This is the landing page for the Twitter account IsItHotOrNot. I’ll probably move it to a proper home at some point.
IsItHotOrNot displays the global temperature anomaly, month by month. Currently the data is sourced from GISTEMP, specifically the “Global-mean monthly land-ocean temperature index”. The file,
GLB.Ts+dSST.txt, also has annual and seasonal values, but I don’t currently use those.
What does the number mean in “2009 Nov +0.680, hottest November on record”? It’s November’s temperature anomaly (in degrees C). The anomaly for November is the difference between this November and the average November temperature between 1951 and 1980, the base or reference period. This year’s November was 0.68 degrees C warmer than the average between 1951 and 1980. Obviously the anomalies for other months are calculated in a similar way. Note that this method takes account of the fact that Novembers are, on the whole, colder than Junes, by using the average November temperature between 1951 and 1980, not the average temperature. In other words it does seasonal correction.
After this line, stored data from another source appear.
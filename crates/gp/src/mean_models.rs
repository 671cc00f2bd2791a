//! A module for prior mean models of the GP regression.
//!
//! The mean model is fitted on the normalized targets before the GP, the GP
//! then models the residuals. The following models are implemented:
//! * zero (default), usable with any kind of input,
//! * constant, usable with any kind of input,
//! * linear, for numeric feature inputs.

use crate::errors::{GpError, Result};
use crate::linalg::StabilizedCholesky;
use linfa::Float;
use ndarray::{concatenate, Array1, Array2, ArrayBase, Axis, Data, Ix1, Ix2};
#[cfg(feature = "serializable")]
use serde::{Deserialize, Serialize};
use std::fmt;

/// A trait for prior mean models used in GP regression over inputs of type `A`
pub trait PriorMean<F: Float, A>: Clone + Default + fmt::Debug + fmt::Display + Send + Sync {
    /// Fit the model on training inputs `x` and normalized targets `y`
    fn fit(
        &mut self,
        x: &ArrayBase<impl Data<Elem = A>, Ix2>,
        y: &ArrayBase<impl Data<Elem = F>, Ix1>,
    ) -> Result<()>;

    /// Mean value at every row of `x`
    fn value(&self, x: &ArrayBase<impl Data<Elem = A>, Ix2>) -> Array1<F>;
}

/// A null function as mean of the GP
#[derive(Clone, Copy, Debug, PartialEq, Eq, Default)]
#[cfg_attr(feature = "serializable", derive(Serialize, Deserialize))]
pub struct ZeroMean();

impl<F: Float, A> PriorMean<F, A> for ZeroMean {
    fn fit(
        &mut self,
        _x: &ArrayBase<impl Data<Elem = A>, Ix2>,
        _y: &ArrayBase<impl Data<Elem = F>, Ix1>,
    ) -> Result<()> {
        Ok(())
    }

    fn value(&self, x: &ArrayBase<impl Data<Elem = A>, Ix2>) -> Array1<F> {
        Array1::zeros(x.nrows())
    }
}

impl fmt::Display for ZeroMean {
    fn fmt(&self, f: &mut fmt::Formatter) -> fmt::Result {
        write!(f, "Zero")
    }
}

/// A constant function as mean of the GP, the mean of the targets it is fitted on
#[derive(Clone, Copy, Debug, PartialEq, Default)]
#[cfg_attr(feature = "serializable", derive(Serialize, Deserialize))]
pub struct ConstantMean<F> {
    constant: F,
}

impl<F: Float> ConstantMean<F> {
    /// Fitted constant, zero before fitting
    pub fn constant(&self) -> F {
        self.constant
    }
}

impl<F: Float, A> PriorMean<F, A> for ConstantMean<F> {
    fn fit(
        &mut self,
        x: &ArrayBase<impl Data<Elem = A>, Ix2>,
        y: &ArrayBase<impl Data<Elem = F>, Ix1>,
    ) -> Result<()> {
        if x.nrows() != y.len() {
            return Err(GpError::LengthMismatch(format!(
                "{} inputs given for {} targets",
                x.nrows(),
                y.len()
            )));
        }
        self.constant = y.mean().unwrap_or_else(F::zero);
        Ok(())
    }

    fn value(&self, x: &ArrayBase<impl Data<Elem = A>, Ix2>) -> Array1<F> {
        Array1::from_elem(x.nrows(), self.constant)
    }
}

impl<F: Float> fmt::Display for ConstantMean<F> {
    fn fmt(&self, f: &mut fmt::Formatter) -> fmt::Result {
        write!(f, "Constant")
    }
}

/// An affine function of numeric features as mean of the GP,
/// fitted by least squares.
///
/// mean(x) = w_0 + w_1 * x_1 + ... + w_nx * x_nx
#[derive(Clone, Debug, PartialEq, Default)]
#[cfg_attr(feature = "serializable", derive(Serialize, Deserialize))]
pub struct LinearMean<F> {
    weights: Array1<F>,
}

impl<F: Float> LinearMean<F> {
    /// Fitted weights `[w_0, w_1, ..., w_nx]`, empty before fitting
    pub fn weights(&self) -> &Array1<F> {
        &self.weights
    }

    fn design(x: &ArrayBase<impl Data<Elem = F>, Ix2>) -> Array2<F> {
        concatenate![Axis(1), Array2::ones((x.nrows(), 1)), x.to_owned()]
    }
}

impl<F: Float> PriorMean<F, F> for LinearMean<F> {
    fn fit(
        &mut self,
        x: &ArrayBase<impl Data<Elem = F>, Ix2>,
        y: &ArrayBase<impl Data<Elem = F>, Ix1>,
    ) -> Result<()> {
        if x.nrows() != y.len() {
            return Err(GpError::LengthMismatch(format!(
                "{} inputs given for {} targets",
                x.nrows(),
                y.len()
            )));
        }
        let a = Self::design(x);
        let normal = StabilizedCholesky::factorize(&a.t().dot(&a))?;
        self.weights = normal.solve(&a.t().dot(y))?;
        Ok(())
    }

    fn value(&self, x: &ArrayBase<impl Data<Elem = F>, Ix2>) -> Array1<F> {
        if self.weights.is_empty() {
            Array1::zeros(x.nrows())
        } else {
            Self::design(x).dot(&self.weights)
        }
    }
}

impl<F: Float> fmt::Display for LinearMean<F> {
    fn fmt(&self, f: &mut fmt::Formatter) -> fmt::Result {
        write!(f, "Linear")
    }
}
It would be nice to say “about 1.0 degrees C” warmer than pre-industrial levels, like the EEA do, and I can do that by simply adding 0.3 to all the values, but since the errors for the 1850 to 1899 (which is what is usually used when you see the phrase “pre-industrial”) average are larger (on account of having fewer records), I decided not to do that. You can wing the error and add 0.3 to all the values if you like.
There are other temperature indexes available: NCDC do one; there’s the HadCRUT3 diagnostics; the Japanese Metereological Agency have their global average surface temperature anomalies. The different indexes use different reference periods (NCDC use 1900 to 1999, HadCRUT3 use 1961 to 1990, JMA use 1971 to 2000), the only effect of which is to move the graphs up and down the page (it does mean that if you want to compare the time series from two different providers, you need to rebase them to give them a common reference period).
Where does the data come from? Well, from GISTEMP, but the land and ocean index is a data product synthesized from other sources:GHCN (land), USHCN (USA land), HadSST2 (ocean), Reynolds SST (ocean), SCAR READER (antarctic land). The other indexes use more or less the same data, the differences are mostly in how it is processed.
Why GISTEMP? All the indexes are basically the same, so it doesn’t really matter which one I pick. Because of my work on Clear Climate Code I happened to be familiar with their datasets, so that was simpler from a programming perspective. The differences between the indexes are typically very small, but it does mean that the statements like: “second hottest September on record” are very sensitive to the exact dataset used. The JMA had September 2009 tying for first place, whereas GISTEMP have it second. I regard the “hottest November on record” stuff as nothing more than a popular discussion point, not an absolute truth.